A 60 kg skier leaves the end of a ski-jump ramp with a velocity of 24 m/s directed $\mathbf{25}\mathbf{°}$above the horizontal. Suppose that as a result of air drag the skier returns to the ground with a speed of 22 m/s, landing 14 m vertically below the end of the ramp. From the launch to the return to the ground, by how much is the mechanical energy of the skier-Earth system reduced because of air drag?

The mass of the skier is 60 kg.

The speed of the skier when it leaves the ramp is 24 m/s.

The angle made by the ramp is$25°$above the ground.

The vertical distance travelled by skier below the ramp is 14 m.

The speed of the skier as it reaches the ground is 22 m/s.

The total energy of the skier – earth system is conserved. The mechanical energy of the skier at the starting point is reduced as he reaches the ground. The reduction in the energy is the amount of energy lost during the motion due to air drag.

Formulae are as follow:

Potential energy,$PE=mgh$

$KE=\frac{1}{2}m{v}^2$

Energy loss = change in PE + change in KE

Where, KE is kinetic energy, PEis potential energy, m is mass, v is velocity, g is an acceleration due to gravity and h is height.

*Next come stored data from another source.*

//! The export module serialises the URL buffer into downloadable files.

use std::fs;
use std::path::{Path, PathBuf};

use chrono::NaiveDate;
use csv::{QuoteStyle, Terminator, WriterBuilder};
use log::info;

use crate::ExportFormat;
use crate::buffer::UrlBuffer;
use crate::constants::{CSV_HEADER, SITEMAP_CHANGEFREQ, SITEMAP_NAMESPACE, SITEMAP_PRIORITY};
use crate::error::ExportError;

fn non_blank_entries(buffer: &UrlBuffer) -> Result<Vec<&str>, ExportError> {
    if buffer.is_blank() {
        return Err(ExportError::NoData);
    }
    Ok(buffer.entries())
}

/// Renders the buffer as a single-column CSV with a `URL` header.
///
/// Every non-blank line becomes one quoted row, in buffer order. Embedded
/// quotes are doubled.
///
/// # Errors
///
/// Returns `ExportError::NoData` if the buffer is blank, or `ExportError::Csv`
/// if the writer fails.
pub fn to_csv(buffer: &UrlBuffer) -> Result<String, ExportError> {
    let entries = non_blank_entries(buffer)?;

    let mut wtr = WriterBuilder::new()
        .quote_style(QuoteStyle::Always)
        .terminator(Terminator::Any(b'\n'))
        .from_writer(format!("{CSV_HEADER}\n").into_bytes());
    for entry in entries {
        wtr.write_record([entry]).map_err(ExportError::csv)?;
    }

    let csv_content = wtr.into_inner().map_err(ExportError::csv)?;
    String::from_utf8(csv_content).map_err(ExportError::csv)
}

/// Renders the buffer as a sitemap `urlset` document.
///
/// Lines are written verbatim (trimmed) without checking that they are URLs.
///
/// # Arguments
///
/// * `buffer` - The current URL buffer
/// * `lastmod` - Date written to every `<lastmod>`, normally today
///
/// # Errors
///
/// Returns `ExportError::NoData` if the buffer is blank.
pub fn to_xml_sitemap(buffer: &UrlBuffer, lastmod: NaiveDate) -> Result<String, ExportError> {
    let entries = non_blank_entries(buffer)?;
    let lastmod = lastmod.format("%Y-%m-%d");

    let mut xml = format!(
        "<?xml version=\"1.0\" encoding=\"UTF-8\"?>\n<urlset xmlns=\"{SITEMAP_NAMESPACE}\">\n"
    );
    for entry in entries {
        xml.push_str(&format!(
            "  <url>\n    <loc>{}</loc>\n    <lastmod>{lastmod}</lastmod>\n    <changefreq>{SITEMAP_CHANGEFREQ}</changefreq>\n    <priority>{SITEMAP_PRIORITY}</priority>\n  </url>\n",
            escape_xml(entry),
        ));
    }
    xml.push_str("</urlset>\n");

    Ok(xml)
}

/// Returns the text copied to the clipboard: the buffer exactly as it is.
///
/// # Errors
///
/// Returns `ExportError::NoData` if the buffer is blank.
pub fn to_clipboard_text(buffer: &UrlBuffer) -> Result<&str, ExportError> {
    if buffer.is_blank() {
        return Err(ExportError::NoData);
    }
    Ok(buffer.as_str())
}

fn escape_xml(text: &str) -> String {
    let mut escaped = String::with_capacity(text.len());
    for ch in text.chars() {
        match ch {
            '&' => escaped.push_str("&amp;"),
            '<' => escaped.push_str("&lt;"),
            '>' => escaped.push_str("&gt;"),
            '"' => escaped.push_str("&quot;"),
            '\'' => escaped.push_str("&apos;"),
            _ => escaped.push(ch),
        }
    }
    escaped
}

/// A file ready to be handed to the user.
#[derive(Debug, Clone, PartialEq, Eq)]
pub struct Download {
    pub file_name: &'static str,
    pub mime_type: &'static str,
    pub body: String,
}

impl Download {
    /// Writes the file into `dir` under its default name.
    ///
    /// # Errors
    ///
    /// Returns `ExportError::Io` if the file cannot be written.
    pub fn save(&self, dir: &Path) -> Result<PathBuf, ExportError> {
        let path = dir.join(self.file_name);
        self.save_as(&path)?;
        Ok(path)
    }

    /// Writes the file to an explicit path.
    ///
    /// # Errors
    ///
    /// Returns `ExportError::Io` if the file cannot be written.
    pub fn save_as(&self, path: &Path) -> Result<(), ExportError> {
        fs::write(path, &self.body)?;
        info!(
            "Saved {} ({}) to {}",
            self.file_name,
            self.mime_type,
            path.display()
        );
        Ok(())
    }
}

/// Serialises the buffer in the given format.
///
/// # Errors
///
/// Returns `ExportError::NoData` if the buffer is blank.
pub fn render(
    format: ExportFormat,
    buffer: &UrlBuffer,
    lastmod: NaiveDate,
) -> Result<Download, ExportError> {
    let body = match format {
        ExportFormat::Csv => to_csv(buffer)?,
        ExportFormat::Xml => to_xml_sitemap(buffer, lastmod)?,
    };

    Ok(Download {
        file_name: format.file_name(),
        mime_type: format.mime_type(),
        body,
    })
}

Consider, the level of the ramp from which the skier jumps as level zero. Hence, the ground level at which the skier lands will be taken as negative. The initial mechanical energy of the skier –earth system is lost due to air drag as he reaches the ground. This reduction in energy is calculated as,

$$\begin{gathered} ∆E=∆PE+∆KE \\ =\left(mg{h}_i-mg{h}_f\right)+\left(\frac{1}{2}m{v}_i^2-\frac{1}{2}m{v}_f^2\right) \\ ∆E=\left(60\mathrm{kg}\times 9.8\mathrm{m}/{\mathrm{s}}^2\left(14\mathrm{m}-0\right)\right)+\left(\frac{1}{2}\times 60\mathrm{kg}\times \left({24}^{2.}{\left(\mathrm{m}/\mathrm{s}\right)}^2-{22}^2{\left(\mathrm{m}/\mathrm{s}\right)}^2\right)\right) \\ ∆\mathrm{E}=8232+2760 \\ =1.1\times {10}^4\mathrm{J} \end{gathered}$$

The negative sign indicates the change in energy is the loss of the energy.

Hence,the reduction in the mechanical energy of the skier-earth system is$1.1\times {10}^4\mathrm{J}$.

Therefore, the law of conservation of energy holds true for the skier-earth system. The mechanical energy at the start of the ramp is the sum of the mechanical energy at the end of the travel and the energy lost due to air drag.